Freedom House calls on US administration to engage more over Turkish press

Freedom House calls on US administration to engage more over Turkish press

Freedom House calls on US administration to engage more over Turkish press

Freedom House has deplored that the Obama administration’s criticism of the Turkish government’s recent actions has not come from high-ranking officials.

A Washington-based NGO has called on the U.S. government “to speak frankly and with seriousness about the growing threat to democracy in Turkey,” asking it to make freedom of expression the center of any relationship with Ankara.

“The U.S. government, in our view, has been too slow to realize the seriousness of the threat to Turkey’s democracy. The Obama administration’s criticism of the Turkish government’s recent action has not come from high-ranking officials.”

“They need to be more engaged in responding to a crisis of this scale,” David Kramer from Freedom House said at a press conference where the institution released its special report titled “Democracy in Crisis: Corruption, Media and Power in Turkey.”

The report stressed that the U.S. “urgently needs a policy that fits the reality of current events in Turkey. The Turkish government is improperly using its leverage over the media to limit public debate about government actions and punish journalists and media owners who dispute government claims, deepening the country’s political and social polarization, Freedom House said.

The NGO called on the Turkish government “to end its attacks on media owners and journalists.”

‘Crisis of democracy’

“What is happening in Turkey we would argue is a real crisis of democracy.

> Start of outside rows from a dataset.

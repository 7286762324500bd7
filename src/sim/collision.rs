//! Axis-aligned box collision between the player and traffic

use glam::Vec3;
use serde::{Deserialize, Serialize};

use super::config::SimConfig;
use super::player::Player;
use super::world::World;

/// Closed axis-aligned bounding box
#[derive(Debug, Clone, Copy, PartialEq, Serialize, Deserialize)]
pub struct Aabb {
    pub min: Vec3,
    pub max: Vec3,
}

impl Aabb {
    #[inline]
    pub fn from_center(center: Vec3, half_extent: Vec3) -> Self {
        Self {
            min: center - half_extent,
            max: center + half_extent,
        }
    }

    /// Overlap on all three axes. Touching faces count as contact.
    #[inline]
    pub fn intersects(&self, other: &Aabb) -> bool {
        self.min.cmple(other.max).all() && other.min.cmple(self.max).all()
    }
}

/// Returns true if the player's box touches any obstacle in any hazard lane
///
/// Every hazard obstacle is tested against its own box. Generators may hand
/// out obstacles of any size, so a lane's z says nothing about its reach.
pub fn check_collision(player: &Player, world: &World, config: &SimConfig) -> bool {
    let player_box = player.aabb(config);

    world
        .lanes()
        .iter()
        .filter(|lane| lane.is_hazard())
        .flat_map(|lane| lane.obstacles.iter())
        .any(|obstacle| obstacle.aabb().intersects(&player_box))
}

As the government has become more aggressive in controlling the media, social division and polarization have increased,” Kramer said yesterday, stressing that the NGO was “very concerned that Turkey’s stability is in danger.” “This could have serious repercussions in the Middle East in Europe, frankly in the world,” Kramer said. 

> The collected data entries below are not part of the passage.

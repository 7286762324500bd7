//! Read-only view of the simulation for renderers
//!
//! Renderers never touch simulation state directly; they get a snapshot per
//! frame and return nothing the simulation depends on.

use glam::Vec3;
use serde::Serialize;

use super::lane::{LaneGenerator, LaneKind};
use super::session::{Session, Status};

#[derive(Debug, Clone, Serialize)]
pub struct PlayerView {
    pub pos: Vec3,
    pub half_extent: Vec3,
}

#[derive(Debug, Clone, Serialize)]
pub struct LaneView {
    pub index: u32,
    pub kind: LaneKind,
    pub z: f32,
}

#[derive(Debug, Clone, Serialize)]
pub struct ObstacleView {
    pub lane: u32,
    pub pos: Vec3,
    pub half_extent: Vec3,
}

/// Everything needed to draw one frame
#[derive(Debug, Clone, Serialize)]
pub struct RenderSnapshot {
    pub player: PlayerView,
    pub lanes: Vec<LaneView>,
    /// Obstacles of every hazard lane
    pub obstacles: Vec<ObstacleView>,
    pub status: Status,
}

impl RenderSnapshot {
    pub fn capture<G: LaneGenerator>(session: &Session<G>) -> Self {
        let config = session.config();
        let lanes = session.world().lanes();

        Self {
            player: PlayerView {
                pos: session.player().position(config),
                half_extent: config.player_half_extent,
            },
            lanes: lanes
                .iter()
                .map(|lane| LaneView {
                    index: lane.index,
                    kind: lane.kind,
                    z: lane.z,
                })
                .collect(),
            obstacles: lanes
                .iter()
                .filter(|lane| lane.is_hazard())
                .flat_map(|lane| {
                    lane.obstacles.iter().map(move |o| ObstacleView {
                        lane: lane.index,
                        pos: o.pos,
                        half_extent: o.half_extent,
                    })
                })
                .collect(),
            status: session.status(),
        }
    }
}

He said Turkey was a major economy, an influential foreign policy player, a member of NATO, and the Council of Europe, meaning that what happens in Turkey matters not just within Turkey, but to the region and to the world. 

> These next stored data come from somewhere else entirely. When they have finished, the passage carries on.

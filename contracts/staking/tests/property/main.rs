#![allow(clippy::unwrap_used, clippy::expect_used, clippy::arithmetic_side_effects)]
//! Property-based test suite entry point.
//!
//! This file loads all property test sub-modules. Run with:
//!
//! ```bash
//! cargo test --test property
//! ```
//!
//! To increase the number of generated cases:
//!
//! ```bash
//! PROPTEST_CASES=512 cargo test --test property
//! ```

mod accounting;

In November 2013, a Freedom House delegation traveled to Turkey and met with journalists, NGOs, business leaders, and senior government officials, including President Abdullah Gül, Deputy Prime Minister Bülent Arınç, Culture Minister Ömer Çelik, then-EU Minister Egemen Bağış and opposition party members about the “deteriorating state of media freedom in the country.”

“Since November, events in Turkey have taken into worse. We see more journalists fired for speaking up. People like Nazlı Ilıcak and Murat Aksoy,” he said, noting that they also saw “increasing attacks on other institutions like the police and judiciary.” 

“Legislation placed for the Supreme Board of Judges and Prosecutors under the ministry of justice is a dangerous infringement on separation of powers. The amendments to the Internet law that was proposed two weeks ago will be major step backward for freedom of expression in Turkey and a clear violation of rulings from the European Court of Human Rights on this very subject,” Kramer said. Freedom House conducts research on democracy and political freedom.

Freedom House is a U.S.-based nongovernmental organization that conducts research and advocacy on democracy, political freedom and human rights. The special report on Turkey is not funded by the U.S. administration, but with the NGO’s own resources, Kramer said.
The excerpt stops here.